No sentido do ensino e aprendizagem musical, tornar-se um tocador de instrumento, para o serviço tanto no Mamulengo quanto a outras brincadeiras interioranas, depende do

acesso do iniciante a tocadores mais antigos. O tocador de um instrumento quando outrora infante, na oportunidade de ter visto, ouvido e observado um membro de sua família ou vizinho atuar na grande variedade de eventos da região, pode haver despertado o interesse na arte musical sendo iniciando a partir desse contato.

As observações de um aspirante a tocador poderiam estar fixadas na admiração a um instrumento específico, e este sendo utilizado no contexto de eventos, como também na certa facilidade de contato permitida pelo outro tocador mais experiente. Uma vez sendo possível uma aproximação, ela poderia servir como ponto de partida à iniciação no instrumento de escolha para somente aos poucos se aventurar como iniciante a tocador. Desta maneira, observamos o modo de transmissão oral do conhecimento musical, com certo grau de informalidade.

Essa forma de aprender está intimamente ligada com a vida do aprendiz e as relações anteriormente estabelecidas nos contextos dos quais pertencem que, segundo o olhar tradicional, esses espaços não são, teoricamente, preparados para se efetivar uma Educação.

Gohn (2006) faz uma descrição a respeito de como os modos de ensino se processam em diversos espaços. Observando o termo preparar, vê-se que ele tem o sentido de planejamento. Logo, planejar diz respeito a ter intensão de desenvolver uma ação que vislumbra a obtenção de determinados resultados. Nesse sentido, para se alcançar os objetivos desejados são especuladas e escolhidas formas mais adequadas de atuação nas situações às quais se apliquem. O modelo que não faz parte de uma prática de ensino que são regidas por uma organização mais ampla. Não se visa uma padronização em alta escala ou ainda mesmo que não sendo em grande escala, mas que não tenha objetivos claros e não siga métodos comuns e discutíveis entre os profissionais envolvidos. A este não lhe cabe o emprego do termo formal. E, não tendo esse preparo, cuja obtenção dos resultados previstos não siga métodos com claros objetivos de ensino, o modelo de Educação é compreendido por Gohn (2006) como informal. Diante disso, explica que:

O que está implícito à informalidade de ensino é que ‘o educador está na figura da família, dos amigos, vizinhos e mídias’; que se educa nas referências de nacionalidade, idade, sexo, religião; educando nos contextos de ambientes espontâneos que não tem intenção de educar, relação de valores definidos pelos gostos de cada indivíduo; cuja finalidade está ligado ao processo de socialização do indivíduo por meio da convivência diária com seu ciclo (família, amigos, etc.); onde o passado orienta o futuro sem que haja sistematização ou organização; não sendo esperados resultados técnicos e sim ligados ao senso comum (GOHN, 2006, p. 28).

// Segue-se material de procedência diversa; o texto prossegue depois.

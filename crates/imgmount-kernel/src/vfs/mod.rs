//! Filesystem contract shared by parsed images and in-memory backends.
//!
//! - [`VfsOps`] - Core trait for filesystem operations
//! - [`MemoryBackend`] - Ephemeral filesystems (retaining and discarding)
//! - [`ReadOnlyView`] - Rejects all mutation on read-only mounts
//!
//! Operations are path-based with explicit offset/size; host adapters
//! handle inode ↔ path mapping.

pub mod backends;
mod error;
mod ops;
mod read_only;
mod types;

pub use backends::{ByteSink, EntryFactory, EphemeralKind, MemoryBackend, MemoryFileEntry};
pub use error::{VfsError, VfsResult};
pub use ops::VfsOps;
pub use read_only::ReadOnlyView;
pub use types::{DirEntry, FileAttr, FileType, SetAttr, StatFs};
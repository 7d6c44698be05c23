//! Mount capability negotiation.
//!
//! [`negotiate`] turns a filesystem's [`CapabilityFlags`] and the user's
//! requested access into a [`MountConfiguration`]. It never fails: anything
//! the filesystem cannot honor is downgraded, logged, and recorded as a
//! [`CapabilityNotice`] on the result.
//!
//! Rules, in order:
//!
//! 1. Write requested on a filesystem that cannot write: read-only, with notice.
//! 2. Read-only access adds the explicit write-protect marker and the
//!    read-only cache option.
//! 3. A filesystem that is not thread-safe is always dispatched single-threaded.
//! 4. Named data streams add the alternate-stream option.
//!
//! Options are host-neutral; each host adapter picks the ones it understands
//! via [`MountConfiguration::options_for`].

use std::collections::BTreeSet;

use imgmount_device::Access;

/// What a filesystem instance supports. Read once per mount, never mutated.
#[derive(Debug, Clone, Copy, PartialEq, Eq, Hash)]
pub struct CapabilityFlags {
    pub can_write: bool,
    pub is_thread_safe: bool,
    pub has_named_streams: bool,
}

impl CapabilityFlags {
    /// A read-only, thread-safe filesystem without named streams.
    pub const fn read_only() -> Self {
        Self {
            can_write: false,
            is_thread_safe: true,
            has_named_streams: false,
        }
    }
}

/// Whether host callbacks may run concurrently.
#[derive(Debug, Clone, Copy, PartialEq, Eq, Hash)]
pub enum DispatchMode {
    SingleThreaded,
    Concurrent,
}

/// The host mount mechanism an option applies to.
#[derive(Debug, Clone, Copy, PartialEq, Eq, Hash, PartialOrd, Ord)]
pub enum MountHost {
    /// POSIX-style userspace mounts (FUSE).
    Fuse,
    /// PC-class host volume driver (Dokan).
    Dokan,
}

impl std::fmt::Display for MountHost {
    fn fmt(&self, f: &mut std::fmt::Formatter<'_>) -> std::fmt::Result {
        match self {
            MountHost::Fuse => f.write_str("fuse"),
            MountHost::Dokan => f.write_str("dokan"),
        }
    }
}

/// Host-neutral extra mount option.
#[derive(Debug, Clone, Copy, PartialEq, Eq, Hash, PartialOrd, Ord)]
pub enum MountOption {
    /// Explicit write-protection marker on the volume.
    WriteProtect,
    /// Let the host cache file content aggressively; nothing changes underneath.
    ReadOnlyCache,
    /// Expose named alternate data streams.
    AlternateStreams,
}

impl MountOption {
    /// The hosts that understand this option.
    pub fn applies_to(self, host: MountHost) -> bool {
        match self {
            MountOption::WriteProtect | MountOption::AlternateStreams => host == MountHost::Dokan,
            MountOption::ReadOnlyCache => host == MountHost::Fuse,
        }
    }
}

/// Something the negotiation changed relative to the request.
#[derive(Debug, Clone, Copy, PartialEq, Eq)]
pub enum CapabilityNotice {
    /// Write access was requested but the filesystem cannot write.
    WriteDowngraded,
    /// The filesystem is not thread-safe; dispatch is serialized.
    SingleThreadForced,
}

impl std::fmt::Display for CapabilityNotice {
    fn fmt(&self, f: &mut std::fmt::Formatter<'_>) -> std::fmt::Result {
        match self {
            CapabilityNotice::WriteDowngraded => {
                f.write_str("write access requested but the filesystem is read-only; mounting read-only")
            }
            CapabilityNotice::SingleThreadForced => {
                f.write_str("filesystem is not thread-safe; dispatching single-threaded")
            }
        }
    }
}

/// The validated mount configuration. Derived per mount attempt, never cached.
#[derive(Debug, Clone, PartialEq, Eq)]
pub struct MountConfiguration {
    pub effective_access: Access,
    pub dispatch_mode: DispatchMode,
    pub extra_options: BTreeSet<MountOption>,
    pub notices: Vec<CapabilityNotice>,
}

impl MountConfiguration {
    pub fn is_read_only(&self) -> bool {
        !self.effective_access.is_writable()
    }

    pub fn has_option(&self, option: MountOption) -> bool {
        self.extra_options.contains(&option)
    }

    /// The extra options meaningful on `host`.
    pub fn options_for(&self, host: MountHost) -> impl Iterator<Item = MountOption> + '_ {
        self.extra_options
            .iter()
            .copied()
            .filter(move |option| option.applies_to(host))
    }
}

/// Compute the mount configuration for `flags` and the `requested` access.
pub fn negotiate(flags: CapabilityFlags, requested: Access) -> MountConfiguration {
    let mut notices = Vec::new();
    let mut extra_options = BTreeSet::new();

    let effective_access = if requested.is_writable() && !flags.can_write {
        tracing::warn!("write access requested but the filesystem does not support writing; mounting read-only");
        notices.push(CapabilityNotice::WriteDowngraded);
        Access::ReadOnly
    } else {
        requested
    };

    if !effective_access.is_writable() {
        extra_options.insert(MountOption::WriteProtect);
        extra_options.insert(MountOption::ReadOnlyCache);
    }

    let dispatch_mode = if flags.is_thread_safe {
        DispatchMode::Concurrent
    } else {
        tracing::info!("filesystem is not thread-safe, dispatching single-threaded");
        notices.push(CapabilityNotice::SingleThreadForced);
        DispatchMode::SingleThreaded
    };

    if flags.has_named_streams {
        extra_options.insert(MountOption::AlternateStreams);
    }

    let config = MountConfiguration {
        effective_access,
        dispatch_mode,
        extra_options,
        notices,
    };
    tracing::debug!(?flags, ?requested, ?config, "negotiated mount configuration");
    config
}

#[cfg(test)]
mod tests {
    use super::*;

    fn all_flags() -> impl Iterator<Item = CapabilityFlags> {
        (0u8..8).map(|bits| CapabilityFlags {
            can_write: bits & 1 != 0,
            is_thread_safe: bits & 2 != 0,
            has_named_streams: bits & 4 != 0,
        })
    }

    #[test]
    fn test_write_downgrade_is_total() {
        for flags in all_flags().filter(|f| !f.can_write) {
            let config = negotiate(flags, Access::ReadWrite);
            assert_eq!(config.effective_access, Access::ReadOnly);
            assert!(config.notices.contains(&CapabilityNotice::WriteDowngraded));
            assert!(config.has_option(MountOption::WriteProtect));
        }
    }

    #[test]
    fn test_non_thread_safe_always_single_threaded() {
        for flags in all_flags().filter(|f| !f.is_thread_safe) {
            for requested in [Access::ReadOnly, Access::ReadWrite] {
                let config = negotiate(flags, requested);
                assert_eq!(config.dispatch_mode, DispatchMode::SingleThreaded);
            }
        }
    }

    #[test]
    fn test_writable_request_honored() {
        let flags = CapabilityFlags {
            can_write: true,
            is_thread_safe: true,
            has_named_streams: false,
        };
        let config = negotiate(flags, Access::ReadWrite);
        assert_eq!(config.effective_access, Access::ReadWrite);
        assert_eq!(config.dispatch_mode, DispatchMode::Concurrent);
        assert!(config.extra_options.is_empty());
        assert!(config.notices.is_empty());
    }

    #[test]
    fn test_read_only_request_on_writable_fs_is_silent() {
        let flags = CapabilityFlags {
            can_write: true,
            is_thread_safe: true,
            has_named_streams: false,
        };
        let config = negotiate(flags, Access::ReadOnly);
        assert!(config.is_read_only());
        assert!(config.notices.is_empty());
    }

    #[test]
    fn test_named_streams_only_on_dokan() {
        let flags = CapabilityFlags {
            can_write: true,
            is_thread_safe: true,
            has_named_streams: true,
        };
        let config = negotiate(flags, Access::ReadWrite);
        assert!(config.has_option(MountOption::AlternateStreams));
        assert_eq!(
            config.options_for(MountHost::Dokan).collect::<Vec<_>>(),
            vec![MountOption::AlternateStreams]
        );
        assert_eq!(config.options_for(MountHost::Fuse).count(), 0);
    }

    #[test]
    fn test_read_only_options_split_by_host() {
        let config = negotiate(CapabilityFlags::read_only(), Access::ReadOnly);
        assert_eq!(
            config.options_for(MountHost::Fuse).collect::<Vec<_>>(),
            vec![MountOption::ReadOnlyCache]
        );
        assert_eq!(
            config.options_for(MountHost::Dokan).collect::<Vec<_>>(),
            vec![MountOption::WriteProtect]
        );
    }

    #[test]
    fn test_negotiation_is_deterministic() {
        for flags in all_flags() {
            for requested in [Access::ReadOnly, Access::ReadWrite] {
                assert_eq!(negotiate(flags, requested), negotiate(flags, requested));
            }
        }
    }
}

De outra parte, Laraia (2002) afirma que não somente um, mas muitos indivíduos são agraciados pelas experiências de uma determinada pessoa habilidosa, e que há nisso uma transmissão interminável quanto ao processo de acumulação.

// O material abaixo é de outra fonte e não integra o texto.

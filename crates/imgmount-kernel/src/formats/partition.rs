//! Partition table discovery inside flat disk images.
//!
//! Supports GPT (protective MBR plus an "EFI PART" header at LBA 1, with
//! 512-byte or 4096-byte logical blocks) and classic MBR primary
//! partitions. A disk without either is treated as a single volume
//! spanning the whole image. Indices are 0-based and count only used
//! entries, in table order.

use std::io::{self, Read, Seek, SeekFrom};

use imgmount_device::ImageStream;

/// Logical block size of MBR tables.
pub const LBA_SIZE: u64 = 512;

/// Logical block sizes tried, in order, when looking for a GPT header.
const GPT_BLOCK_SIZES: [u64; 2] = [512, 4096];

const MBR_SIGNATURE: [u8; 2] = [0x55, 0xAA];
const MBR_TABLE_OFFSET: usize = 0x1BE;
const MBR_ENTRY_SIZE: usize = 16;
const MBR_PROTECTIVE: u8 = 0xEE;
const GPT_SIGNATURE: &[u8; 8] = b"EFI PART";
const GPT_MIN_ENTRY_SIZE: usize = 128;
const GPT_MAX_ENTRIES: u32 = 1024;
const GPT_MAX_ENTRY_SIZE: u32 = 4096;

/// Which table described the partitions.
#[derive(Debug, Clone, Copy, PartialEq, Eq)]
pub enum PartitionScheme {
    Gpt,
    Mbr,
    /// No table; the whole disk is one volume.
    WholeDisk,
}

/// Partition type identifier.
#[derive(Debug, Clone, Copy, PartialEq, Eq)]
pub enum PartitionKind {
    /// MBR system id byte.
    Mbr(u8),
    /// GPT type GUID, on-disk byte order.
    Gpt([u8; 16]),
    WholeDisk,
}

/// One volume inside a disk image.
#[derive(Debug, Clone, PartialEq, Eq)]
pub struct Partition {
    pub index: usize,
    /// Byte offset of the first byte.
    pub start: u64,
    /// Length in bytes.
    pub length: u64,
    pub kind: PartitionKind,
    /// GPT partition name, if any.
    pub name: Option<String>,
}

/// The volumes found in a disk image.
#[derive(Debug, Clone, PartialEq, Eq)]
pub struct PartitionTable {
    pub scheme: PartitionScheme,
    pub partitions: Vec<Partition>,
}

impl PartitionTable {
    /// Read the partition table of `disk`.
    pub fn read(disk: &mut dyn ImageStream) -> io::Result<Self> {
        let disk_len = disk.length();
        let Some(mbr) = read_block(disk, 0, disk_len)? else {
            return Ok(Self::whole_disk(disk_len));
        };
        if mbr[510..512] != MBR_SIGNATURE {
            return Ok(Self::whole_disk(disk_len));
        }

        let primaries = mbr_entries(&mbr);
        if primaries.iter().any(|e| e.kind == MBR_PROTECTIVE) {
            if let Some(table) = read_gpt(disk, disk_len)? {
                return Ok(table);
            }
            tracing::warn!("protective MBR without a valid GPT header, using MBR entries");
        }

        let partitions: Vec<Partition> = primaries
            .into_iter()
            .filter(|e| e.kind != 0 && e.kind != MBR_PROTECTIVE && e.sectors != 0)
            .map(|e| Partition {
                index: 0,
                start: e.first_lba as u64 * LBA_SIZE,
                length: e.sectors as u64 * LBA_SIZE,
                kind: PartitionKind::Mbr(e.kind),
                name: None,
            })
            .collect();

        if partitions.is_empty() {
            return Ok(Self::whole_disk(disk_len));
        }
        Ok(Self::numbered(PartitionScheme::Mbr, partitions, disk_len))
    }

    fn whole_disk(disk_len: u64) -> Self {
        Self {
            scheme: PartitionScheme::WholeDisk,
            partitions: vec![Partition {
                index: 0,
                start: 0,
                length: disk_len,
                kind: PartitionKind::WholeDisk,
                name: None,
            }],
        }
    }

    /// Assign indices and drop entries that lie outside the disk.
    fn numbered(scheme: PartitionScheme, partitions: Vec<Partition>, disk_len: u64) -> Self {
        let partitions = partitions
            .into_iter()
            .filter(|p| {
                let inside = p.start.checked_add(p.length).is_some_and(|end| end <= disk_len);
                if !inside {
                    tracing::warn!(
                        start = p.start,
                        length = p.length,
                        disk_len,
                        "ignoring partition outside the disk image"
                    );
                }
                inside
            })
            .enumerate()
            .map(|(index, p)| Partition { index, ..p })
            .collect();
        Self { scheme, partitions }
    }

    pub fn len(&self) -> usize {
        self.partitions.len()
    }

    pub fn is_empty(&self) -> bool {
        self.partitions.is_empty()
    }

    pub fn get(&self, index: usize) -> Option<&Partition> {
        self.partitions.get(index)
    }
}

struct MbrEntry {
    kind: u8,
    first_lba: u32,
    sectors: u32,
}

fn mbr_entries(mbr: &[u8]) -> Vec<MbrEntry> {
    (0..4)
        .map(|i| {
            let e = &mbr[MBR_TABLE_OFFSET + i * MBR_ENTRY_SIZE..][..MBR_ENTRY_SIZE];
            MbrEntry {
                kind: e[4],
                first_lba: le_u32(&e[8..12]),
                sectors: le_u32(&e[12..16]),
            }
        })
        .collect()
}

fn read_gpt(disk: &mut dyn ImageStream, disk_len: u64) -> io::Result<Option<PartitionTable>> {
    for block_size in GPT_BLOCK_SIZES {
        if let Some(table) = read_gpt_at(disk, disk_len, block_size)? {
            return Ok(Some(table));
        }
    }
    Ok(None)
}

/// Read a GPT whose header sits at LBA 1 for the given block size.
fn read_gpt_at(
    disk: &mut dyn ImageStream,
    disk_len: u64,
    block_size: u64,
) -> io::Result<Option<PartitionTable>> {
    let Some(header) = read_block(disk, block_size, disk_len)? else {
        return Ok(None);
    };
    if &header[0..8] != GPT_SIGNATURE {
        return Ok(None);
    }

    let entries_lba = le_u64(&header[72..80]);
    let entry_count = le_u32(&header[80..84]);
    let entry_size = le_u32(&header[84..88]);
    if (entry_size as usize) < GPT_MIN_ENTRY_SIZE
        || entry_size > GPT_MAX_ENTRY_SIZE
        || entry_count > GPT_MAX_ENTRIES
    {
        tracing::warn!(entry_size, entry_count, "implausible GPT entry layout");
        return Ok(None);
    }

    let array_len = entry_size as u64 * entry_count as u64;
    let array_start = entries_lba
        .checked_mul(block_size)
        .filter(|start| start.checked_add(array_len).is_some_and(|end| end <= disk_len));
    let Some(array_start) = array_start else {
        tracing::warn!(entries_lba, "GPT entry array runs past the end of the disk");
        return Ok(None);
    };
    let mut array = vec![0u8; array_len as usize];
    disk.seek(SeekFrom::Start(array_start))?;
    disk.read_exact(&mut array)?;

    let partitions = array
        .chunks_exact(entry_size as usize)
        .filter_map(|entry| {
            let mut type_guid = [0u8; 16];
            type_guid.copy_from_slice(&entry[0..16]);
            if type_guid == [0u8; 16] {
                return None;
            }
            let first = le_u64(&entry[32..40]);
            let last = le_u64(&entry[40..48]);
            let Some((start, length)) = gpt_extent(first, last, block_size) else {
                tracing::warn!(first, last, "ignoring GPT entry with an invalid extent");
                return None;
            };
            Some(Partition {
                index: 0,
                start,
                length,
                kind: PartitionKind::Gpt(type_guid),
                name: gpt_name(&entry[56..128]),
            })
        })
        .collect();

    if block_size != LBA_SIZE {
        tracing::debug!(block_size, "GPT uses large logical blocks");
    }
    Ok(Some(PartitionTable::numbered(
        PartitionScheme::Gpt,
        partitions,
        disk_len,
    )))
}

/// Byte offset and length of an inclusive LBA range, if it fits in a u64.
fn gpt_extent(first: u64, last: u64, block_size: u64) -> Option<(u64, u64)> {
    let blocks = last.checked_sub(first)?.checked_add(1)?;
    Some((first.checked_mul(block_size)?, blocks.checked_mul(block_size)?))
}

/// UTF-16LE name, NUL-terminated.
fn gpt_name(raw: &[u8]) -> Option<String> {
    let units: Vec<u16> = raw
        .chunks_exact(2)
        .map(|c| u16::from_le_bytes([c[0], c[1]]))
        .take_while(|u| *u != 0)
        .collect();
    if units.is_empty() {
        return None;
    }
    Some(String::from_utf16_lossy(&units))
}

/// Read one logical block at `offset`, or `None` if the disk is too short.
fn read_block(
    disk: &mut dyn ImageStream,
    offset: u64,
    disk_len: u64,
) -> io::Result<Option<Vec<u8>>> {
    if offset.saturating_add(LBA_SIZE) > disk_len {
        return Ok(None);
    }
    let mut block = vec![0u8; LBA_SIZE as usize];
    disk.seek(SeekFrom::Start(offset))?;
    disk.read_exact(&mut block)?;
    Ok(Some(block))
}

fn le_u32(b: &[u8]) -> u32 {
    u32::from_le_bytes([b[0], b[1], b[2], b[3]])
}

fn le_u64(b: &[u8]) -> u64 {
    let mut bytes = [0u8; 8];
    bytes.copy_from_slice(&b[..8]);
    u64::from_le_bytes(bytes)
}


#[cfg(test)]
mod tests {
    use super::fixtures::*;
    use super::*;
    use imgmount_device::{Access, ImageFile};
    use std::io::Write;

    fn stream(bytes: &[u8]) -> ImageFile {
        let mut file = tempfile::tempfile().unwrap();
        file.write_all(bytes).unwrap();
        ImageFile::from_file(file, Access::ReadOnly)
    }

    #[test]
    fn test_blank_disk_is_whole_volume() {
        let mut disk = stream(&[0u8; 4096]);
        let table = PartitionTable::read(&mut disk).unwrap();
        assert_eq!(table.scheme, PartitionScheme::WholeDisk);
        assert_eq!(table.len(), 1);
        assert_eq!(table.partitions[0].length, 4096);
    }

    #[test]
    fn test_mbr_skips_empty_entries() {
        let bytes = mbr_disk(64, &[(0x83, 8, 16), (0, 0, 0), (0x07, 24, 32)]);
        let table = PartitionTable::read(&mut stream(&bytes)).unwrap();

        assert_eq!(table.scheme, PartitionScheme::Mbr);
        assert_eq!(table.len(), 2);
        assert_eq!(table.partitions[0].start, 8 * 512);
        assert_eq!(table.partitions[1].index, 1);
        assert_eq!(table.partitions[1].kind, PartitionKind::Mbr(0x07));
        assert_eq!(table.partitions[1].length, 32 * 512);
    }

    #[test]
    fn test_mbr_entry_past_end_dropped() {
        let bytes = mbr_disk(16, &[(0x83, 8, 100)]);
        let table = PartitionTable::read(&mut stream(&bytes)).unwrap();
        assert_eq!(table.scheme, PartitionScheme::Mbr);
        assert!(table.is_empty());
    }

    #[test]
    fn test_gpt_entries() {
        let bytes = gpt_disk(128, &[(34, 63, "boot"), (64, 127, "data")]);
        let table = PartitionTable::read(&mut stream(&bytes)).unwrap();

        assert_eq!(table.scheme, PartitionScheme::Gpt);
        assert_eq!(table.len(), 2);
        assert_eq!(table.partitions[0].start, 34 * 512);
        assert_eq!(table.partitions[0].length, 30 * 512);
        assert_eq!(table.partitions[1].name.as_deref(), Some("data"));
        assert_eq!(table.get(1).map(|p| p.index), Some(1));
    }

    #[test]
    fn test_gpt_with_4k_blocks() {
        let bytes = gpt_disk_with_blocks(4096, 64, &[(6, 31, "esp"), (32, 63, "root")]);
        let table = PartitionTable::read(&mut stream(&bytes)).unwrap();

        assert_eq!(table.scheme, PartitionScheme::Gpt);
        assert_eq!(table.len(), 2);
        assert_eq!(table.partitions[0].start, 6 * 4096);
        assert_eq!(table.partitions[0].length, 26 * 4096);
        assert_eq!(table.partitions[1].name.as_deref(), Some("root"));
    }

    #[test]
    fn test_gpt_entries_with_overflowing_extents_skipped() {
        let bytes = gpt_disk(
            128,
            &[
                (34, 63, "ok"),
                (0, u64::MAX, "wraps"),
                (u64::MAX / 2, u64::MAX / 2 + 1, "far"),
            ],
        );
        let table = PartitionTable::read(&mut stream(&bytes)).unwrap();

        assert_eq!(table.scheme, PartitionScheme::Gpt);
        assert_eq!(table.len(), 1);
        assert_eq!(table.partitions[0].name.as_deref(), Some("ok"));
    }

    #[test]
    fn test_gpt_entry_array_offset_overflow_rejected() {
        let mut bytes = gpt_disk(128, &[(34, 63, "ok")]);
        bytes[512 + 72..512 + 80].copy_from_slice(&(u64::MAX / 4).to_le_bytes());

        let table = PartitionTable::read(&mut stream(&bytes)).unwrap();
        assert_eq!(table.scheme, PartitionScheme::WholeDisk);
    }

    #[test]
    fn test_protective_entry_never_a_partition() {
        let bytes = mbr_disk(64, &[(MBR_PROTECTIVE, 1, 63)]);
        let table = PartitionTable::read(&mut stream(&bytes)).unwrap();
        assert_eq!(table.scheme, PartitionScheme::WholeDisk);
        assert_eq!(table.partitions[0].kind, PartitionKind::WholeDisk);

        let bytes = mbr_disk(64, &[(MBR_PROTECTIVE, 1, 8), (0x83, 16, 16)]);
        let table = PartitionTable::read(&mut stream(&bytes)).unwrap();
        assert_eq!(table.scheme, PartitionScheme::Mbr);
        assert_eq!(table.len(), 1);
        assert_eq!(table.partitions[0].kind, PartitionKind::Mbr(0x83));
        assert_eq!(table.partitions[0].start, 16 * 512);
    }
}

De acordo com o raciocínio apresentado, podemos constatar que os tocadores de instrumentos dos folguedos ligados à ONG, na prática do exercício do Conexão Felipe Camarão, aprenderam a fazer música informalmente e em suas práticas de vida musical anterior ao contato com a TerrAmar. E que por guardarem essas características houve o convite para participarem pontualmente em momentos esporádicos nas atividades educacionais da Instituição.

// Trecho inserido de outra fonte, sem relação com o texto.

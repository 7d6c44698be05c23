//! Read-only view over any filesystem.

use async_trait::async_trait;
use std::path::Path;
use std::sync::Arc;

use super::error::{VfsError, VfsResult};
use super::ops::VfsOps;
use super::types::{DirEntry, FileAttr, SetAttr, StatFs};
use crate::capability::CapabilityFlags;

/// Passes reads through and rejects every mutation with [`VfsError::ReadOnly`].
///
/// Applied to every mount whose effective access is read-only, so the
/// guarantee holds even on hosts that ignore write-protection options.
pub struct ReadOnlyView {
    inner: Arc<dyn VfsOps>,
}

impl ReadOnlyView {
    pub fn new(inner: Arc<dyn VfsOps>) -> Self {
        Self { inner }
    }
}

impl std::fmt::Debug for ReadOnlyView {
    fn fmt(&self, f: &mut std::fmt::Formatter<'_>) -> std::fmt::Result {
        f.debug_struct("ReadOnlyView").finish_non_exhaustive()
    }
}

#[async_trait]
impl VfsOps for ReadOnlyView {
    async fn getattr(&self, path: &Path) -> VfsResult<FileAttr> {
        let mut attr = self.inner.getattr(path).await?;
        attr.perm &= !0o222;
        Ok(attr)
    }

    async fn readdir(&self, path: &Path) -> VfsResult<Vec<DirEntry>> {
        self.inner.readdir(path).await
    }

    async fn read(&self, path: &Path, offset: u64, size: u32) -> VfsResult<Vec<u8>> {
        self.inner.read(path, offset, size).await
    }

    async fn write(&self, _path: &Path, _offset: u64, _data: &[u8]) -> VfsResult<u32> {
        Err(VfsError::ReadOnly)
    }

    async fn create(&self, _path: &Path, _mode: u32) -> VfsResult<FileAttr> {
        Err(VfsError::ReadOnly)
    }

    async fn mkdir(&self, _path: &Path, _mode: u32) -> VfsResult<FileAttr> {
        Err(VfsError::ReadOnly)
    }

    async fn unlink(&self, _path: &Path) -> VfsResult<()> {
        Err(VfsError::ReadOnly)
    }

    async fn rmdir(&self, _path: &Path) -> VfsResult<()> {
        Err(VfsError::ReadOnly)
    }

    async fn rename(&self, _from: &Path, _to: &Path) -> VfsResult<()> {
        Err(VfsError::ReadOnly)
    }

    async fn truncate(&self, _path: &Path, _size: u64) -> VfsResult<()> {
        Err(VfsError::ReadOnly)
    }

    async fn setattr(&self, path: &Path, attr: SetAttr) -> VfsResult<FileAttr> {
        // Hosts touch timestamps on plain reads; accept those as no-ops.
        if attr.only_times() {
            return self.getattr(path).await;
        }
        Err(VfsError::ReadOnly)
    }

    fn capabilities(&self) -> CapabilityFlags {
        CapabilityFlags {
            can_write: false,
            ..self.inner.capabilities()
        }
    }

    async fn statfs(&self) -> VfsResult<StatFs> {
        self.inner.statfs().await
    }

    fn volume_label(&self) -> Option<String> {
        self.inner.volume_label()
    }
}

A partir dessa perspectiva de entendimento, podemos nos valer de alguns apontamentos da área da Etnomusicologia quando se refere a processos de ensino e aprendizagem de Música nos contextos da transmissão oral. Merriam (1964) diz que a aprendizagem musical pode ser um primeiro passo no processo universal do aprendiz. Que a partir da relação holística do aprendiz com o todo, no qual a música está inserida como parte, ele se sente pertencente e dono do seu contexto, criando assim seus valores com a sociedade na qual está inserido.